I’ve gotten pretty OK at reading rooms, and I think the reality is that whilst I wasn’t, by my full admission, at my best … some people in the room just didn’t want to absorb my message: a message that the time had come to change.

My audience, perhaps quite rightly, wanted to get on with what the Caxtons are there to do: celebrate creativity in newspaper advertising. Who the freak was I to turn up and rain on such a brilliantly orchestrated parade? People’s hearts and souls and time and effort had gone in to organising that celebration. People much, much, better than me had created ingenious and awesome presentations to delight and entertain and stimulate.

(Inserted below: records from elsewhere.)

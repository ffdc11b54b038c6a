//! Syntax tree shared by the parser and the C++ generator.
//!
//! The parser builds these nodes once; the generator only walks them. Every
//! parent owns its children, so a tree has no sharing and no cycles.

#[derive(Debug, PartialEq, Clone)]
pub enum Expression {
    Number(i64),
    Float(f64),
    String(String),
    Boolean(bool),
    Variable(String),
    List(Vec<Expression>),
    ListAccess {
        list: Box<Expression>,
        index: Box<Expression>,
    },
    BinaryOp {
        left: Box<Expression>,
        op: BinaryOperator,
        right: Box<Expression>,
    },
    UnaryOp {
        op: UnaryOperator,
        operand: Box<Expression>,
    },
    Call {
        name: String,
        args: Vec<Expression>,
    },
    /// `range(start)`, `range(start, end)` or `range(start, end, step)`.
    /// With a single argument `start` holds the exclusive upper bound and
    /// counting begins at zero.
    Range {
        start: Box<Expression>,
        end: Option<Box<Expression>>,
        step: Option<Box<Expression>>,
    },
}

#[derive(Debug, PartialEq, Eq, Clone, Copy)]
pub enum BinaryOperator {
    Add,
    Sub,
    Mul,
    Div,
    FloorDiv,
    Mod,
    Equal,
    NotEqual,
    Less,
    Greater,
    LessEqual,
    GreaterEqual,
    And,
    Or,
}

impl BinaryOperator {
    /// C++ spelling. Keyword operators (`and`, `or`) become their symbolic
    /// forms; C++ integer `/` already floors for non-negative operands.
    pub fn cpp_symbol(self) -> &'static str {
        match self {
            Self::Add => "+",
            Self::Sub => "-",
            Self::Mul => "*",
            Self::Div | Self::FloorDiv => "/",
            Self::Mod => "%",
            Self::Equal => "==",
            Self::NotEqual => "!=",
            Self::Less => "<",
            Self::Greater => ">",
            Self::LessEqual => "<=",
            Self::GreaterEqual => ">=",
            Self::And => "&&",
            Self::Or => "||",
        }
    }

    pub fn is_comparison(self) -> bool {
        matches!(
            self,
            Self::Equal
                | Self::NotEqual
                | Self::Less
                | Self::Greater
                | Self::LessEqual
                | Self::GreaterEqual
        )
    }

    pub fn is_logical(self) -> bool {
        matches!(self, Self::And | Self::Or)
    }
}

#[derive(Debug, PartialEq, Eq, Clone, Copy)]
pub enum UnaryOperator {
    Neg,
    Not,
}

impl UnaryOperator {
    pub fn cpp_symbol(self) -> &'static str {
        match self {
            Self::Neg => "-",
            Self::Not => "!",
        }
    }
}

/// Distinguishes `a[i] = v` from the tuple form `a[i], a[j] = a[j], a[i]`.
#[derive(Debug, PartialEq, Eq, Clone, Copy)]
pub enum ListAssignMode {
    Store,
    /// The value is a `ListAccess` naming the other slot of an in-place
    /// exchange.
    Swap,
}

#[derive(Debug, PartialEq, Clone)]
pub enum Statement {
    FunctionDef {
        name: String,
        params: Vec<String>,
        body: Vec<Statement>,
    },
    Assign {
        name: String,
        value: Expression,
    },
    ListAssign {
        list: Expression,
        index: Expression,
        value: Expression,
        mode: ListAssignMode,
    },
    Print(Vec<Expression>),
    If {
        condition: Expression,
        then_body: Vec<Statement>,
        else_body: Option<Vec<Statement>>,
    },
    While {
        condition: Expression,
        body: Vec<Statement>,
    },
    For {
        var_name: String,
        iterable: Expression,
        body: Vec<Statement>,
    },
    Return(Option<Expression>),
    Pass,
    Expr(Expression),
}

#[derive(Debug, PartialEq, Clone)]
pub struct Program {
    pub statements: Vec<Statement>,
}
use std::fs;
use std::path::PathBuf;
use std::process::ExitCode;

use anyhow::{Context, Result, bail};
use clap::Parser;

use pytocpp::{codegen, lexer, parser, toolchain};

#[derive(Parser)]
#[command(
    name = "pytocpp",
    about = "Translate a small Python subset into C++",
    version
)]
struct Cli {
    /// Python source file to translate
    input: PathBuf,

    /// Where the generated C++ is written
    #[arg(short, long, default_value = "output.cpp")]
    output: PathBuf,

    /// Suppress progress output and the generated code listing
    #[arg(short, long)]
    quiet: bool,

    /// Compile the generated file with $CXX (or c++) and run it
    #[arg(long)]
    run: bool,
}

fn main() -> ExitCode {
    let cli = Cli::parse();
    match run(&cli) {
        Ok(()) => ExitCode::SUCCESS,
        Err(err) => {
            eprintln!("error: {err:#}");
            ExitCode::FAILURE
        }
    }
}

fn run(cli: &Cli) -> Result<()> {
    if !cli.input.is_file() {
        bail!("Input file not found: {}", cli.input.display());
    }
    let source = fs::read_to_string(&cli.input)
        .with_context(|| format!("Reading {}", cli.input.display()))?;

    let progress = |message: &str| {
        if !cli.quiet {
            println!("{message}");
        }
    };

    progress(&format!("Tokenizing {}", cli.input.display()));
    let tokens = lexer::tokenize(&source)?;

    progress(&format!("Parsing {} tokens", tokens.len()));
    let program = parser::parse_tokens(tokens)?;

    progress("Generating C++");
    let cpp = codegen::generate(&program)?;

    fs::write(&cli.output, &cpp)
        .with_context(|| format!("Writing {}", cli.output.display()))?;
    if !cli.quiet {
        println!("Generated C++ code:");
        print!("{cpp}");
        println!("Wrote {}", cli.output.display());
    }

    if cli.run {
        let compiler = toolchain::cxx_compiler();
        let stdout = toolchain::compile_and_run(&compiler, &cli.output)?;
        print!("{stdout}");
    }
    Ok(())
}
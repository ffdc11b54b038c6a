use crate::ast::{Expression, Statement};

#[derive(Debug, Clone, Copy)]
pub enum Node<'a> {
    Statement(&'a Statement),
    Expression(&'a Expression),
}

/// Pre-order walk over every statement and expression in a block.
pub fn walk_block<'a, F: FnMut(Node<'a>)>(statements: &'a [Statement], visit: &mut F) {
    for statement in statements {
        walk_statement(statement, visit);
    }
}

fn walk_statement<'a, F: FnMut(Node<'a>)>(statement: &'a Statement, visit: &mut F) {
    visit(Node::Statement(statement));
    for expr in own_expressions(statement) {
        walk_expression(expr, visit);
    }
    match statement {
        Statement::FunctionDef { body, .. }
        | Statement::While { body, .. }
        | Statement::For { body, .. } => walk_block(body, visit),
        Statement::If {
            then_body,
            else_body,
            ..
        } => {
            walk_block(then_body, visit);
            if let Some(else_body) = else_body {
                walk_block(else_body, visit);
            }
        }
        Statement::Assign { .. }
        | Statement::ListAssign { .. }
        | Statement::Print(_)
        | Statement::Return(_)
        | Statement::Pass
        | Statement::Expr(_) => {}
    }
}

/// Expressions a statement evaluates itself, not counting nested bodies.
pub fn own_expressions(statement: &Statement) -> Vec<&Expression> {
    match statement {
        Statement::Assign { value, .. } => vec![value],
        Statement::ListAssign {
            list, index, value, ..
        } => vec![list, index, value],
        Statement::Print(args) => args.iter().collect(),
        Statement::If { condition, .. } | Statement::While { condition, .. } => vec![condition],
        Statement::For { iterable, .. } => vec![iterable],
        Statement::Return(Some(value)) | Statement::Expr(value) => vec![value],
        Statement::FunctionDef { .. } | Statement::Return(None) | Statement::Pass => Vec::new(),
    }
}

pub fn walk_expression<'a, F: FnMut(Node<'a>)>(expr: &'a Expression, visit: &mut F) {
    visit(Node::Expression(expr));
    match expr {
        Expression::Number(_)
        | Expression::Float(_)
        | Expression::String(_)
        | Expression::Boolean(_)
        | Expression::Variable(_) => {}
        Expression::List(elements) | Expression::Call { args: elements, .. } => {
            for element in elements {
                walk_expression(element, visit);
            }
        }
        Expression::ListAccess { list, index } => {
            walk_expression(list, visit);
            walk_expression(index, visit);
        }
        Expression::BinaryOp { left, right, .. } => {
            walk_expression(left, visit);
            walk_expression(right, visit);
        }
        Expression::UnaryOp { operand, .. } => walk_expression(operand, visit),
        Expression::Range { start, end, step } => {
            walk_expression(start, visit);
            if let Some(end) = end {
                walk_expression(end, visit);
            }
            if let Some(step) = step {
                walk_expression(step, visit);
            }
        }
    }
}
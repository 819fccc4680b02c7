#![allow(dead_code)]

pub mod dots;
pub mod synthetic_image;
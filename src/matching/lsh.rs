//! Locality-sensitive hashing for binary descriptors.
//!
//! Each table hashes a descriptor to the `key_size` bits it samples. Lookups
//! also probe every bucket within `multi_probe_level` bit flips of the query
//! key, then rank the union of candidates by exact Hamming distance. The index
//! is rebuilt from the train set on every call.
use super::{keep_nearest, DescriptorMatcher, Match};
use crate::error::MatchError;
use crate::features::{BinaryDescriptor, Descriptors};
use rand::rngs::StdRng;
use rand::seq::index::sample;
use rand::SeedableRng;
use serde::{Deserialize, Serialize};
use std::collections::HashMap;

/// Largest key a table can hold.
pub const MAX_KEY_SIZE: usize = 32;
/// Bit flips probed around a key. Level 4 over a 32-bit key already means
/// 41 449 buckets per table and query.
pub const MAX_MULTI_PROBE_LEVEL: usize = 4;

#[derive(Clone, Debug, Deserialize, Serialize)]
#[serde(default)]
pub struct LshOptions {
    pub table_number: usize,
    /// Sampled bits per key, `1..=MAX_KEY_SIZE`.
    pub key_size: usize,
    /// `0..=MAX_MULTI_PROBE_LEVEL`.
    pub multi_probe_level: usize,
    pub seed: u64,
}

impl LshOptions {
    /// Describe the first out-of-range setting, if any.
    pub fn check(&self) -> Option<String> {
        if self.table_number == 0 {
            return Some("matcher.table_number must be at least 1".to_string());
        }
        if !(1..=MAX_KEY_SIZE).contains(&self.key_size) {
            return Some(format!(
                "matcher.key_size must be in 1..={MAX_KEY_SIZE}, got {}",
                self.key_size
            ));
        }
        if self.multi_probe_level > MAX_MULTI_PROBE_LEVEL {
            return Some(format!(
                "matcher.multi_probe_level must be at most {MAX_MULTI_PROBE_LEVEL}, got {}",
                self.multi_probe_level
            ));
        }
        None
    }
}

impl Default for LshOptions {
    fn default() -> Self {
        Self {
            table_number: 20,
            key_size: 10,
            multi_probe_level: 2,
            seed: 0x5eed,
        }
    }
}

#[derive(Clone, Debug)]
struct HashTable {
    bits: Vec<usize>,
    buckets: HashMap<u32, Vec<usize>>,
}

impl HashTable {
    fn key(&self, d: &BinaryDescriptor) -> u32 {
        self.bits
            .iter()
            .enumerate()
            .fold(0u32, |key, (i, &bit)| key | ((d.bit(bit) as u32) << i))
    }
}

#[derive(Clone, Debug)]
pub struct LshMatcher {
    options: LshOptions,
    /// Sampled bit positions per table, fixed at construction.
    table_bits: Vec<Vec<usize>>,
    /// XOR masks of every probe within `multi_probe_level` flips, nearest first.
    probes: Vec<u32>,
}

impl LshMatcher {
    /// Out-of-range options are clamped here; [`LshOptions::check`] reports
    /// them instead.
    pub fn new(options: LshOptions) -> Self {
        let key_size = options.key_size.clamp(1, MAX_KEY_SIZE);
        let mut rng = StdRng::seed_from_u64(options.seed);
        let table_bits = (0..options.table_number.max(1))
            .map(|_| sample(&mut rng, BinaryDescriptor::BITS, key_size).into_vec())
            .collect();
        let probes = probe_masks(key_size, options.multi_probe_level.min(MAX_MULTI_PROBE_LEVEL));
        Self {
            options,
            table_bits,
            probes,
        }
    }

    pub fn options(&self) -> &LshOptions {
        &self.options
    }

    fn build_tables(&self, train: &[BinaryDescriptor]) -> Vec<HashTable> {
        self.table_bits
            .iter()
            .map(|bits| {
                let mut table = HashTable {
                    bits: bits.clone(),
                    buckets: HashMap::new(),
                };
                for (idx, d) in train.iter().enumerate() {
                    let key = table.key(d);
                    table.buckets.entry(key).or_default().push(idx);
                }
                table
            })
            .collect()
    }
}

impl Default for LshMatcher {
    fn default() -> Self {
        Self::new(LshOptions::default())
    }
}

impl DescriptorMatcher for LshMatcher {
    fn knn_match(
        &self,
        query: &Descriptors,
        train: &Descriptors,
        k: usize,
    ) -> Result<Vec<Vec<Match>>, MatchError> {
        if query.is_empty() || train.is_empty() || k == 0 {
            return Ok(Vec::new());
        }
        let (q, t) = match (query, train) {
            (Descriptors::Binary(q), Descriptors::Binary(t)) => (q, t),
            (Descriptors::Float { .. }, Descriptors::Float { .. }) => {
                return Err(MatchError::Unsupported {
                    matcher: self.name(),
                    kind: query.kind(),
                })
            }
            _ => {
                return Err(MatchError::DescriptorMismatch {
                    query: query.kind(),
                    train: train.kind(),
                })
            }
        };

        let tables = self.build_tables(t);
        let mut seen = vec![usize::MAX; t.len()];
        let mut out = Vec::with_capacity(q.len());
        for (qi, qd) in q.iter().enumerate() {
            let mut candidates = Vec::new();
            for table in &tables {
                let key = table.key(qd);
                for mask in &self.probes {
                    let Some(bucket) = table.buckets.get(&(key ^ mask)) else {
                        continue;
                    };
                    for &ti in bucket {
                        if seen[ti] == qi {
                            continue;
                        }
                        seen[ti] = qi;
                        candidates.push(Match {
                            query_idx: qi,
                            train_idx: ti,
                            distance: qd.hamming(&t[ti]) as f32,
                        });
                    }
                }
            }
            out.push(keep_nearest(candidates, k));
        }
        Ok(out)
    }

    fn name(&self) -> &'static str {
        "lsh"
    }
}

/// All masks over `key_size` bits with at most `level` bits set, by popcount.
fn probe_masks(key_size: usize, level: usize) -> Vec<u32> {
    let mut masks = vec![0u32];
    let mut frontier = vec![(0u32, 0usize)];
    for _ in 0..level.min(key_size) {
        let mut next = Vec::new();
        for &(mask, start) in &frontier {
            for bit in start..key_size {
                let m = mask | (1u32 << bit);
                masks.push(m);
                next.push((m, bit + 1));
            }
        }
        frontier = next;
    }
    masks
}

#[cfg(test)]
mod tests {
    use super::*;
    use crate::matching::BruteForceMatcher;
    use rand::Rng;

    #[test]
    fn probe_count_matches_binomial_sum() {
        // 1 + C(10,1) + C(10,2)
        assert_eq!(probe_masks(10, 2).len(), 56);
        assert_eq!(probe_masks(4, 0), vec![0]);
    }

    #[test]
    fn out_of_range_options_are_reported_and_clamped() {
        assert!(LshOptions::default().check().is_none());
        let wide = LshOptions {
            table_number: 0,
            key_size: 64,
            multi_probe_level: 7,
            ..LshOptions::default()
        };
        assert!(wide.check().is_some());
        let deep = LshOptions {
            key_size: 32,
            multi_probe_level: 16,
            ..LshOptions::default()
        };
        assert!(deep.check().expect("too deep").contains("multi_probe_level"));

        // 1 + 32 + 496 + 4960 + 35960
        let matcher = LshMatcher::new(deep);
        assert_eq!(matcher.probes.len(), 41_449);
        assert_eq!(LshMatcher::new(wide).table_bits.len(), 1);
    }

    #[test]
    fn float_descriptors_are_unsupported() {
        let float = Descriptors::Float {
            dim: 2,
            data: vec![0.0, 1.0],
        };
        let err = LshMatcher::default()
            .knn_match(&float, &float, 2)
            .expect_err("unsupported");
        assert!(matches!(err, MatchError::Unsupported { .. }));
    }

    #[test]
    fn agrees_with_brute_force_on_near_duplicates() {
        let mut rng = StdRng::seed_from_u64(11);
        let train: Vec<BinaryDescriptor> = (0..200)
            .map(|_| BinaryDescriptor([rng.gen(), rng.gen(), rng.gen(), rng.gen()]))
            .collect();
        // Two flipped bits can change at most two key bits per table, which
        // the second probe level still reaches.
        let query: Vec<BinaryDescriptor> = train
            .iter()
            .step_by(5)
            .map(|d| {
                let mut q = *d;
                for bit in sample(&mut rng, 256, 2).into_iter() {
                    q.0[bit / 64] ^= 1u64 << (bit % 64);
                }
                q
            })
            .collect();
        let query = Descriptors::Binary(query);
        let train = Descriptors::Binary(train);
        let lsh = LshMatcher::default().knn_match(&query, &train, 2).expect("lsh");
        let bf = BruteForceMatcher.knn_match(&query, &train, 2).expect("bf");
        assert_eq!(lsh.len(), bf.len());
        for (a, b) in lsh.iter().zip(&bf) {
            assert_eq!(a[0].train_idx, b[0].train_idx);
            assert_eq!(a[0].distance, 2.0);
        }
    }
}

The words of Maya Angelou echoed in my head that night and many nights since: “People will forget what you said, People will forget what you did, But people will never forget how you made them feel” … and I think that is why I failed that day last year on Hamilton Island – when the words and actions were long gone, I had made that room feel no better about the situation I believe press advertising revenues are in. I hadn’t followed-though the dark night of my presentation to deliver a dawn. I’d attempted, but it hadn’t landed.

Thanks for bearing.

So why the confession? Well, this week’s news that – essentially – the party is over, filled me with nothing but sheer optimism. Because as anyone who pays any attention to print media in Australia can attest, the party is over, something I tried but failed to say last year.

But the party being over makes it all the more important that the celebration continues; because what I experienced on Hamilton Island, that energy and passion and creativity, shouldn’t be lost because of some crazy perception that the Caxtons is a junket … what I witnessed at Caxtons was much more than that. The Caxtons isn’t living the vida loca in some exotic location, it’s an idea.

An idea that creativity can solve problems, can change how we think, how we feel, and what we do; the idea that creativity can transform the fortunes of brands, businesses and indeed whole industries.

The Caxtons, just like print advertising revenues, must now reinvent itself … and that is a conference (in the truest sense of the word) that has never been more urgent or necessary. This is the Caxtons’ opportunity to fight not just for its own future, but for the future of the media industry in which it has thrived. I believe that it’s more than up to the task.